[WHAT YOU ARE ASKED TO DO] Please restate each entry exactly, without skipping any.

[Collected data entries]
※ ※ ※
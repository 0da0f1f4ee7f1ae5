use std::net::SocketAddr;
use std::time::Duration;

use crate::error::{CoordinatorError, Result};

/// Scheduling and supervision policy for the coordinator.
///
/// Timeouts are kept in milliseconds so they map one-to-one onto the
/// command line flags of the binary.
#[derive(Debug, Clone, PartialEq, Eq)]
pub struct CoordinatorConfig {
    /// A worker that has not sent a heartbeat for this long is evicted.
    pub heartbeat_timeout_ms: u64,
    /// Default deadline for a single assignment when the job does not set one.
    pub assignment_timeout_ms: u64,
    /// Upper bound for job-specific assignment deadlines.
    pub max_assignment_timeout_ms: u64,
    /// Default number of retries after the first failed attempt.
    pub max_retries: u32,
    /// Submissions are rejected once this many jobs are pending.
    pub max_pending_jobs: usize,
    /// Capacity used when a worker registers without declaring one.
    pub default_worker_capacity: usize,
    pub max_payload_bytes: usize,
    /// Maximum length of caller-supplied job ids and worker ids.
    pub max_id_len: usize,
    /// How long Done/Failed jobs stay queryable before being purged.
    pub result_retention_ms: u64,
    /// Number of events kept per worker in the stats log.
    pub worker_history_len: usize,
}

impl Default for CoordinatorConfig {
    fn default() -> Self {
        Self {
            heartbeat_timeout_ms: 10_000,
            assignment_timeout_ms: 60_000,
            max_assignment_timeout_ms: 300_000,
            max_retries: 3,
            max_pending_jobs: 10_000,
            default_worker_capacity: 1,
            max_payload_bytes: 16 * 1024 * 1024,
            max_id_len: 100,
            result_retention_ms: 3_600_000,
            worker_history_len: 256,
        }
    }
}

impl CoordinatorConfig {
    pub fn with_heartbeat_timeout_ms(mut self, ms: u64) -> Self {
        self.heartbeat_timeout_ms = ms;
        self
    }

    pub fn with_assignment_timeout_ms(mut self, ms: u64) -> Self {
        self.assignment_timeout_ms = ms;
        self
    }

    pub fn with_max_retries(mut self, retries: u32) -> Self {
        self.max_retries = retries;
        self
    }

    pub fn with_max_pending_jobs(mut self, depth: usize) -> Self {
        self.max_pending_jobs = depth;
        self
    }

    pub fn with_max_payload_bytes(mut self, bytes: usize) -> Self {
        self.max_payload_bytes = bytes;
        self
    }

    pub fn with_result_retention_ms(mut self, ms: u64) -> Self {
        self.result_retention_ms = ms;
        self
    }

    pub fn heartbeat_timeout(&self) -> Duration {
        Duration::from_millis(self.heartbeat_timeout_ms)
    }

    /// Interval of the liveness sweep: half the heartbeat timeout, so a dead
    /// worker is evicted at most 1.5 timeouts after its last heartbeat.
    pub fn sweep_interval(&self) -> Duration {
        Duration::from_millis((self.heartbeat_timeout_ms / 2).max(1))
    }

    pub fn result_retention(&self) -> Duration {
        Duration::from_millis(self.result_retention_ms)
    }

    /// Resolve a job-specific assignment deadline, falling back to the
    /// default and clamping to the configured maximum.
    pub fn assignment_timeout(&self, requested_ms: Option<u64>) -> Duration {
        let ms = requested_ms
            .unwrap_or(self.assignment_timeout_ms)
            .min(self.max_assignment_timeout_ms);
        Duration::from_millis(ms)
    }

    pub fn validate(&self) -> Result<()> {
        let invalid = |msg: &str| Err(CoordinatorError::InvalidConfig(msg.to_string()));

        if self.heartbeat_timeout_ms == 0 {
            return invalid("heartbeat timeout must be positive");
        }
        if self.assignment_timeout_ms == 0 {
            return invalid("assignment timeout must be positive");
        }
        if self.max_assignment_timeout_ms < self.assignment_timeout_ms {
            return invalid("max assignment timeout is below the default assignment timeout");
        }
        if self.max_pending_jobs == 0 {
            return invalid("max pending jobs must be positive");
        }
        if self.default_worker_capacity == 0 {
            return invalid("default worker capacity must be positive");
        }
        if self.max_payload_bytes == 0 || self.max_id_len == 0 {
            return invalid("payload and id limits must be positive");
        }
        Ok(())
    }
}

/// Process-level configuration for the binary.
#[derive(Debug, Clone)]
pub struct ServerConfig {
    pub listen_addr: SocketAddr,
    pub coordinator: CoordinatorConfig,
}

impl Default for ServerConfig {
    fn default() -> Self {
        Self {
            listen_addr: SocketAddr::from(([127, 0, 0, 1], 8080)),
            coordinator: CoordinatorConfig::default(),
        }
    }
}

impl ServerConfig {
    pub fn new(listen_addr: SocketAddr, coordinator: CoordinatorConfig) -> Self {
        Self {
            listen_addr,
            coordinator,
        }
    }
}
※ ※ ※
[RESPONSE TO THIS EXERCISE]
repository 0da0f1f4ee7f1ae5
use std::net::SocketAddr;
use std::time::Duration;

use crate::error::{CoordinatorError, Result};

/// Scheduling and supervision policy for the coordinator.
///
/// Timeouts are kept in milliseconds so they map one-to-one onto the
/// command line flags of the binary.
#[derive(Debug, Clone, PartialEq, Eq)]
pub struct CoordinatorConfig {
    /// A worker that has not sent a heartbeat for this long is evicted.
    pub heartbeat_timeout_ms: u64,
    /// Default deadline for a single assignment when the job does not set one.
    pub assignment_timeout_ms: u64,
    /// Upper bound for job-specific assignment deadlines.
    pub max_assignment_timeout_ms: u64,
    /// Default number of retries after the first failed attempt.
    pub max_retries: u32,
    /// Submissions are rejected once this many jobs are pending.
    pub max_pending_jobs: usize,
    /// Capacity used when a worker registers without declaring one.
    pub default_worker_capacity: usize,
    pub max_payload_bytes: usize,
    /// Maximum length of caller-supplied job ids and worker ids.
    pub max_id_len: usize,
    /// How long Done/Failed jobs stay queryable before being purged.
    pub result_retention_ms: u64,
    /// Number of events kept per worker in the stats log.
    pub worker_history_len: usize,
}

impl Default for CoordinatorConfig {
    fn default() -> Self {
        Self {
            heartbeat_timeout_ms: 10_000,
            assignment_timeout_ms: 60_000,
            max_assignment_timeout_ms: 300_000,
            max_retries: 3,
            max_pending_jobs: 10_000,
            default_worker_capacity: 1,
            max_payload_bytes: 16 * 1024 * 1024,
            max_id_len: 100,
            result_retention_ms: 3_600_000,
            worker_history_len: 256,
        }
    }
}

impl CoordinatorConfig {
    pub fn with_heartbeat_timeout_ms(mut self, ms: u64) -> Self {
        self.heartbeat_timeout_ms = ms;
        self
    }

    pub fn with_assignment_timeout_ms(mut self, ms: u64) -> Self {
        self.assignment_timeout_ms = ms;
        self
    }

    pub fn with_max_retries(mut self, retries: u32) -> Self {
        self.max_retries = retries;
        self
    }

    pub fn with_max_pending_jobs(mut self, depth: usize) -> Self {
        self.max_pending_jobs = depth;
        self
    }

    pub fn with_max_payload_bytes(mut self, bytes: usize) -> Self {
        self.max_payload_bytes = bytes;
        self
    }

    pub fn with_result_retention_ms(mut self, ms: u64) -> Self {
        self.result_retention_ms = ms;
        self
    }

    pub fn heartbeat_timeout(&self) -> Duration {
        Duration::from_millis(self.heartbeat_timeout_ms)
    }

    /// Interval of the liveness sweep: half the heartbeat timeout, so a dead
    /// worker is evicted at most 1.5 timeouts after its last heartbeat.
    pub fn sweep_interval(&self) -> Duration {
        Duration::from_millis((self.heartbeat_timeout_ms / 2).max(1))
    }

    pub fn result_retention(&self) -> Duration {
        Duration::from_millis(self.result_retention_ms)
    }

    /// Resolve a job-specific assignment deadline, falling back to the
    /// default and clamping to the configured maximum.
    pub fn assignment_timeout(&self, requested_ms: Option<u64>) -> Duration {
        let ms = requested_ms
            .unwrap_or(self.assignment_timeout_ms)
            .min(self.max_assignment_timeout_ms);
        Duration::from_millis(ms)
    }

    pub fn validate(&self) -> Result<()> {
        let invalid = |msg: &str| Err(CoordinatorError::InvalidConfig(msg.to_string()));

        if self.heartbeat_timeout_ms == 0 {
            return invalid("heartbeat timeout must be positive");
        }
        if self.assignment_timeout_ms == 0 {
            return invalid("assignment timeout must be positive");
        }
        if self.max_assignment_timeout_ms < self.assignment_timeout_ms {
            return invalid("max assignment timeout is below the default assignment timeout");
        }
        if self.max_pending_jobs == 0 {
            return invalid("max pending jobs must be positive");
        }
        if self.default_worker_capacity == 0 {
            return invalid("default worker capacity must be positive");
        }
        if self.max_payload_bytes == 0 || self.max_id_len == 0 {
            return invalid("payload and id limits must be positive");
        }
        Ok(())
    }
}

/// Process-level configuration for the binary.
#[derive(Debug, Clone)]
pub struct ServerConfig {
    pub listen_addr: SocketAddr,
    pub coordinator: CoordinatorConfig,
}

impl Default for ServerConfig {
    fn default() -> Self {
        Self {
            listen_addr: SocketAddr::from(([127, 0, 0, 1], 8080)),
            coordinator: CoordinatorConfig::default(),
        }
    }
}

impl ServerConfig {
    pub fn new(listen_addr: SocketAddr, coordinator: CoordinatorConfig) -> Self {
        Self {
            listen_addr,
            coordinator,
        }
    }
}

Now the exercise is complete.